EDR are not new to the endpoint security market. In today’s ever-changing threat landscape where polymorphic and fileless attacks are gaining prominence, Endpoint Protection Products (EPPs) and signature-based products, such as Anti-Viruses are unable to meet current security demands. Endpoint Detection and Response (EDRs) focus on detecting malicious activity instead of merely bad signatures. It is easy to detect bad signatures consistently but detecting harmful activity is not easy. So, if detection of bad behaviors is difficult, how does one respond to such threats?

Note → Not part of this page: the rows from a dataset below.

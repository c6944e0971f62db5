//! Request counters
use opentelemetry::{global, metrics::Counter, KeyValue};

/// A set of meter counters for the vendor services
#[derive(Debug, Clone)]
pub struct Meters {
    auth_requests: Counter<u64>,
    account_requests: Counter<u64>,
    vehicle_requests: Counter<u64>,
}

impl Meters {
    /// Create a new set of meter counters
    #[must_use]
    pub fn new() -> Self {
        let meter = global::meter("smarteq::api");

        Self {
            auth_requests: meter.u64_counter("auth_requests").build(),
            account_requests: meter.u64_counter("account_requests").build(),
            vehicle_requests: meter.u64_counter("vehicle_requests").build(),
        }
    }
}

impl Default for Meters {
    fn default() -> Self {
        Self::new()
    }
}

#[derive(Debug, Clone, Copy)]
pub(crate) enum AuthOperation {
    Authorize,
    LoginUser,
    RequestOtp,
    SubmitOtp,
    Resume,
    ExchangeCode,
    RefreshToken,
}

impl AuthOperation {
    const fn as_str(self) -> &'static str {
        match self {
            Self::Authorize => "authorize",
            Self::LoginUser => "login_user",
            Self::RequestOtp => "request_otp",
            Self::SubmitOtp => "submit_otp",
            Self::Resume => "resume",
            Self::ExchangeCode => "exchange_code",
            Self::RefreshToken => "refresh_token",
        }
    }
}

#[derive(Debug, Clone, Copy)]
pub(crate) enum AccountOperation {
    GetUserInfo,
}

#[derive(Debug, Clone, Copy)]
pub(crate) enum VehicleOperation {
    GetInitData,
    GetRefreshData,
    GetCapabilities,
    StartPreheating,
}

impl VehicleOperation {
    const fn as_str(self) -> &'static str {
        match self {
            Self::GetInitData => "get_init_data",
            Self::GetRefreshData => "get_refresh_data",
            Self::GetCapabilities => "get_capabilities",
            Self::StartPreheating => "start_preheating",
        }
    }
}

fn auth_attributes(url: &str, operation: AuthOperation, status: &'static str) -> Vec<KeyValue> {
    let mut attributes = vec![
        KeyValue::new("operation", operation.as_str()),
        KeyValue::new("status", status),
    ];
    // The resume path carries a per login identifier.
    if !matches!(operation, AuthOperation::Resume) {
        attributes.push(KeyValue::new("url", url.to_string()));
    }
    attributes
}

const fn status<U, E>(result: &Result<U, E>) -> &'static str {
    match result {
        Ok(_) => "successful",
        Err(_) => "error",
    }
}

impl Meters {
    pub(crate) fn auth<U, E>(
        &self,
        url: &str,
        operation: AuthOperation,
        result: Result<U, E>,
    ) -> Result<U, E> {
        self.auth_requests
            .add(1, &auth_attributes(url, operation, status(&result)));
        result
    }

    pub(crate) fn account<U, E>(
        &self,
        url: &str,
        operation: AccountOperation,
        result: Result<U, E>,
    ) -> Result<U, E> {
        let operation = match operation {
            AccountOperation::GetUserInfo => "get_user_info",
        };
        let attributes = [
            KeyValue::new("url", url.to_string()),
            KeyValue::new("operation", operation),
            KeyValue::new("status", status(&result)),
        ];
        self.account_requests.add(1, &attributes);
        result
    }

    pub(crate) fn vehicle<U, E>(
        &self,
        url: &str,
        operation: VehicleOperation,
        vin: &str,
        result: Result<U, E>,
    ) -> Result<U, E> {
        let attributes = [
            KeyValue::new("url", url.to_string()),
            KeyValue::new("operation", operation.as_str()),
            KeyValue::new("vin", vin.to_string()),
            KeyValue::new("status", status(&result)),
        ];
        self.vehicle_requests.add(1, &attributes);
        result
    }
}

To put things in perspective, let us take the case of MITRE Technique T1055 (Process Injection) to evade process-based defenses using a sub-technique (for example, Process Injection or Process Hollowing) in which a well-known process is launched with malicious code mapped into it. The commonly used rule to detect such behaviors would be to monitor parent-child relationships but such rules can (and will) trigger a lot of false positive alerts. Triaging each of these alerts requires additional data and context around the activity done by the parent and child processes. Streaming this amount of data, building context, and matching alerts with known indicators or signatures (offer the most definitive answer), is not an easy task and requires a lot of resources and leaves behind the gaps through which the attack can succeed. This is a daily conundrum that security practitioners struggle with!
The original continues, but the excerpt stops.